An overview of basal cell carcinoma considering differential diagnoses and the current standard of care.
Morgana Freeman, MD: Basal cell carcinoma is the most common cancer diagnosed in the United States. There were about 4 million cases diagnosed last year, and the incidence has gone up a little over 200% in the last 3 decades. It’s primarily a UV [ultraviolet light]-induced cancer, typically a cancer that occurs in older patients. Most of the time this presents on sun-exposed areas, primarily on the head and neck. In some cases, there can be an inherited tendency to develop basal cell carcinoma such as Gorlin syndrome, but the majority of the cases that we see are those that are UV-induced. Most of the time, they are highly curable. There’s a very low metastatic rate, less than 1%, according to the most recent SEER [Surveillance, Epidemiology, and End Results] data. These are typically again managed by Mohs surgery or other topical agents.
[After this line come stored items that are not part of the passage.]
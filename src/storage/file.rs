//! File-based storage implementation.

use std::fs::{File, OpenOptions};
use std::io::{BufReader, BufWriter, Read, Seek, SeekFrom, Write};
use std::path::{Path, PathBuf};

use crate::error::{Result, TsurugiError};
use crate::storage::traits::{Storage, StorageConfig, StorageInput, StorageOutput};

/// A file-based storage implementation rooted at a single directory.
#[derive(Debug)]
pub struct FileStorage {
    /// The root directory for storage.
    directory: PathBuf,
    /// Storage configuration.
    config: StorageConfig,
}

impl FileStorage {
    /// Create a new file storage in the given directory.
    pub fn new<P: AsRef<Path>>(directory: P, config: StorageConfig) -> Result<Self> {
        let directory = directory.as_ref().to_path_buf();

        if !directory.exists() {
            std::fs::create_dir_all(&directory).map_err(|e| {
                TsurugiError::storage(format!("failed to create directory: {e}"))
            })?;
        }
        if !directory.is_dir() {
            return Err(TsurugiError::storage(format!(
                "path is not a directory: {}",
                directory.display()
            )));
        }

        Ok(FileStorage { directory, config })
    }

    /// Get the full path for a file name.
    fn file_path(&self, name: &str) -> PathBuf {
        self.directory.join(name)
    }
}

impl Storage for FileStorage {
    fn open_input(&self, name: &str) -> Result<Box<dyn StorageInput>> {
        let path = self.file_path(name);
        let file = File::open(&path)
            .map_err(|e| TsurugiError::storage(format!("failed to open {name}: {e}")))?;
        let size = file
            .metadata()
            .map_err(|e| TsurugiError::storage(format!("failed to stat {name}: {e}")))?
            .len();
        Ok(Box::new(FileInput {
            reader: BufReader::with_capacity(self.config.buffer_size, file),
            size,
        }))
    }

    fn create_output(&self, name: &str) -> Result<Box<dyn StorageOutput>> {
        let path = self.file_path(name);
        let file = OpenOptions::new()
            .write(true)
            .create(true)
            .truncate(true)
            .open(&path)
            .map_err(|e| TsurugiError::storage(format!("failed to create {name}: {e}")))?;
        Ok(Box::new(FileOutput::new(file, &self.config)))
    }

    fn create_output_append(&self, name: &str) -> Result<Box<dyn StorageOutput>> {
        let path = self.file_path(name);
        let file = OpenOptions::new()
            .create(true)
            .append(true)
            .open(&path)
            .map_err(|e| TsurugiError::storage(format!("failed to append {name}: {e}")))?;
        let position = file
            .metadata()
            .map_err(|e| TsurugiError::storage(format!("failed to stat {name}: {e}")))?
            .len();
        let mut output = FileOutput::new(file, &self.config);
        output.position = position;
        Ok(Box::new(output))
    }

    fn file_exists(&self, name: &str) -> bool {
        self.file_path(name).is_file()
    }

    fn delete_file(&self, name: &str) -> Result<()> {
        std::fs::remove_file(self.file_path(name))
            .map_err(|e| TsurugiError::storage(format!("failed to delete {name}: {e}")))
    }

    fn list_files(&self) -> Result<Vec<String>> {
        let mut names = Vec::new();
        let entries = std::fs::read_dir(&self.directory)
            .map_err(|e| TsurugiError::storage(format!("failed to list directory: {e}")))?;
        for entry in entries {
            let entry =
                entry.map_err(|e| TsurugiError::storage(format!("failed to list entry: {e}")))?;
            if entry.path().is_file() {
                if let Some(name) = entry.file_name().to_str() {
                    names.push(name.to_string());
                }
            }
        }
        names.sort();
        Ok(names)
    }

    fn file_size(&self, name: &str) -> Result<u64> {
        std::fs::metadata(self.file_path(name))
            .map(|m| m.len())
            .map_err(|e| TsurugiError::storage(format!("failed to stat {name}: {e}")))
    }

    fn sync(&self) -> Result<()> {
        // Sync the directory entry itself so renames and deletes survive power loss.
        #[cfg(unix)]
        {
            let dir = File::open(&self.directory)
                .map_err(|e| TsurugiError::storage(format!("failed to open directory: {e}")))?;
            dir.sync_all()
                .map_err(|e| TsurugiError::storage(format!("failed to sync directory: {e}")))?;
        }
        Ok(())
    }
}

/// Buffered read side of a stored file.
#[derive(Debug)]
struct FileInput {
    reader: BufReader<File>,
    size: u64,
}

impl Read for FileInput {
    fn read(&mut self, buf: &mut [u8]) -> std::io::Result<usize> {
        self.reader.read(buf)
    }
}

impl Seek for FileInput {
    fn seek(&mut self, pos: SeekFrom) -> std::io::Result<u64> {
        self.reader.seek(pos)
    }
}

impl StorageInput for FileInput {
    fn size(&self) -> Result<u64> {
        Ok(self.size)
    }
}

/// Buffered write side of a stored file.
#[derive(Debug)]
struct FileOutput {
    writer: BufWriter<File>,
    position: u64,
    sync_writes: bool,
}

impl FileOutput {
    fn new(file: File, config: &StorageConfig) -> Self {
        FileOutput {
            writer: BufWriter::with_capacity(config.buffer_size, file),
            position: 0,
            sync_writes: config.sync_writes,
        }
    }
}

impl Write for FileOutput {
    fn write(&mut self, buf: &[u8]) -> std::io::Result<usize> {
        let written = self.writer.write(buf)?;
        self.position += written as u64;
        Ok(written)
    }

    fn flush(&mut self) -> std::io::Result<()> {
        self.writer.flush()
    }
}

impl StorageOutput for FileOutput {
    fn flush_and_sync(&mut self) -> Result<()> {
        self.writer.flush()?;
        if self.sync_writes {
            self.writer
                .get_ref()
                .sync_all()
                .map_err(|e| TsurugiError::storage(format!("fsync failed: {e}")))?;
        }
        Ok(())
    }

    fn position(&self) -> Result<u64> {
        Ok(self.position)
    }
}

#[cfg(test)]
mod tests {
    use super::*;

    #[test]
    fn test_file_storage_round_trip() {
        let dir = tempfile::tempdir().unwrap();
        let storage = FileStorage::new(dir.path(), StorageConfig::default()).unwrap();

        let mut out = storage.create_output("seg_1.json").unwrap();
        out.write_all(b"{\"x\":1}").unwrap();
        out.flush_and_sync().unwrap();
        drop(out);

        assert!(storage.file_exists("seg_1.json"));
        assert_eq!(storage.list_files().unwrap(), vec!["seg_1.json"]);

        let mut input = storage.open_input("seg_1.json").unwrap();
        let mut buf = String::new();
        input.read_to_string(&mut buf).unwrap();
        assert_eq!(buf, "{\"x\":1}");
    }

    #[test]
    fn test_append_resumes_at_end_of_file() {
        let dir = tempfile::tempdir().unwrap();
        let storage = FileStorage::new(dir.path(), StorageConfig::default()).unwrap();

        let mut out = storage.create_output_append("translog-1.tlog").unwrap();
        out.write_all(b"abc").unwrap();
        out.flush_and_sync().unwrap();
        drop(out);

        let out = storage.create_output_append("translog-1.tlog").unwrap();
        assert_eq!(out.position().unwrap(), 3);
    }
}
The majority of basal cell carcinoma will present as a single, small pearly pink lesion or papule, again typically near the nose, somewhere on the face, sometimes on the scalp, and in some cases, below the head and neck—on the shoulders or the back. In cases where the patient neglects the lesion, it can become very large or very fungating and erode deep tissues. Unfortunately, I’ve seen patients in my clinical practice who have done this where it’s a tumor of neglect, and the simple excision or Mohs surgery is simply not possible. The great majority of cases are limited and very small in size.
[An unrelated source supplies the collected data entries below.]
//! The per-shard write engine.
//!
//! Serializes index/delete operations under per-uid locking, enforces
//! per-document versioning, appends every mutation to the translog, and
//! coordinates flush, refresh, force-merge, sync-commit, and translog
//! recovery against the segment store.
//!
//! Locks are acquired in one order only: engine read-lock, per-uid lock,
//! throttle gate, segment writer internals. Flush adds its own mutex under
//! the read lock; force-merge takes the optimize mutex and nothing else.

use std::collections::BTreeMap;
use std::sync::atomic::{AtomicBool, AtomicI64, AtomicU64, Ordering};
use std::sync::Arc;

use ahash::AHashSet;
use log::{debug, error, info, trace, warn};
use parking_lot::{Mutex, RwLock};

use crate::engine::config::{Clock, EngineConfig, EngineSettings, OpenMode};
use crate::engine::executor::FlushExecutor;
use crate::engine::keyed_lock::KeyedLock;
use crate::engine::merge_scheduler::{EngineMergeScheduler, MergeStats};
use crate::engine::operation::{
    Delete, DeleteResult, Get, GetResult, Index, IndexResult, Origin, ParsedDocument, Term,
    UNSET_AUTO_GENERATED_TIMESTAMP,
};
use crate::engine::throttle::IndexThrottle;
use crate::engine::version::{VersionType, MATCH_ANY, NOT_FOUND};
use crate::engine::version_map::{LiveVersionMap, VersionValue};
use crate::error::{Result, TsurugiError};
use crate::segment::infos::CommitId;
use crate::segment::searcher::{RefreshListener, Searcher, SearcherManager};
use crate::segment::store::Store;
use crate::segment::writer::{IndexCommit, MergePolicy, SegmentWriter};
use crate::translog::{
    generation_from_user_data, Translog, TranslogOp, TRANSLOG_GENERATION_KEY, TRANSLOG_UUID_KEY,
};

/// Commit user-data key marking a sync-flushed commit.
pub const SYNC_COMMIT_ID: &str = "sync_commit_id";

/// Commit user-data key persisting the auto-id de-optimization floor.
pub const MAX_UNSAFE_AUTO_ID_TIMESTAMP_KEY: &str = "max_unsafe_auto_id_timestamp";

/// Outcome of a sync flush attempt.
#[derive(Debug, Clone, Copy, PartialEq, Eq)]
pub enum SyncedFlushResult {
    /// The sync id was committed.
    Success,
    /// The writer had uncommitted changes.
    PendingOperations,
    /// The current commit id did not match the expected one.
    CommitMismatch,
}

/// One segment as reported by [`InternalEngine::segments`].
#[derive(Debug, Clone)]
pub struct EngineSegment {
    /// Segment name.
    pub name: String,
    /// Commit generation the report was taken at.
    pub generation: u64,
    /// Live documents in the segment.
    pub doc_count: u64,
    /// Size estimate in bytes.
    pub size_bytes: u64,
    /// Whether the segment is part of the last commit.
    pub committed: bool,
    /// Whether the segment is visible to the current searcher.
    pub search: bool,
    /// Id of the merge currently consuming this segment, if any.
    pub merge_id: Option<String>,
    /// Extra attributes, populated for verbose reports.
    pub attributes: Option<BTreeMap<String, String>>,
}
When a patient presents with a pearly pink lesion, and in some cases it may be painless, somewhere on the face, obviously biopsy is the right way to go. The majority of these cases are detected by the patient’s dermatologist or primary care physician. Other differential diagnoses to consider are, of course, amelanotic melanoma, squamous cell carcinoma, or Merkel cell carcinoma. Any time the patient presents with a rounded papule lesion, obviously biopsy is needed. This is not something you simply manage by visible diagnosis alone. You need biopsy for confirmation.
Omid Hamid, MD: The NCCN [National Comprehensive Cancer Network] guidelines for basal cell carcinoma recommend resection and excision of the basal cell carcinoma. That is, the majority of basal cell carcinomas are easily manageable by a local resection and have high rates of cure. That would be either through a surgical excision or evaluation by a dermatologist who’s experienced in Mohs micrographic surgery.
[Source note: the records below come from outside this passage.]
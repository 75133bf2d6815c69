//! The per-shard write engine and its supporting pieces.

pub mod config;
pub(crate) mod executor;
pub mod internal;
pub mod keyed_lock;
pub mod merge_scheduler;
pub mod operation;
pub mod throttle;
pub mod version;
pub mod version_map;

pub use config::{Clock, EngineConfig, EngineSettings, ManualClock, OpenMode, SystemClock};
pub use internal::{
    EngineSegment, InternalEngine, SyncedFlushResult, MAX_UNSAFE_AUTO_ID_TIMESTAMP_KEY,
    SYNC_COMMIT_ID,
};
pub use merge_scheduler::{EngineMergeScheduler, MergeStats};
pub use operation::{
    Delete, DeleteResult, Get, GetResult, Index, IndexResult, Origin, ParsedDocument, Term,
    UNSET_AUTO_GENERATED_TIMESTAMP,
};
pub use version::{VersionType, MATCH_ANY, NOT_FOUND};
pub use version_map::{LiveVersionMap, VersionValue};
My first line of therapy for basal cell carcinoma is to evaluate if it’s surgically resectable, and then have a discussion with a surgical oncologist or a Mohs micrographic surgeon. In areas where surgery may be contraindicated, those are specific areas that would cause deformity or loss of function. It would be near the eyelid or other areas. We would talk about local radiation. We would also possibly talk about some of the topical agents with a close follow-up.
Morgana Freeman, MD: Following simple excision, there are other treatment modalities that can be employed. In many cases, Mohs is again the most often opted for surgical option. Photodynamic therapy is not something typically used. We use that more from a preventive standpoint or thinking about management of AKs [actinic keratoses]. Some dermatologists will elect to use topical imiquimod, especially if there’s some concern potentially that there are deeper layers of skin that are involved or couldn’t fully be excised by Mohs. Of course, in cases where it’s a very large tumor or there are some risk factors for recurrence, if it has a desmoplastic or infiltrative pattern, if there’s evidence of perineural invasion, or lymphatic invasion, that patient may be referred for adjuvant radiation therapy. There are also, of course, cases of large tumors that may be neglected, and we use neoadjuvant radiation therapy to help shrink that tumor and make them a more appropriate surgical candidate.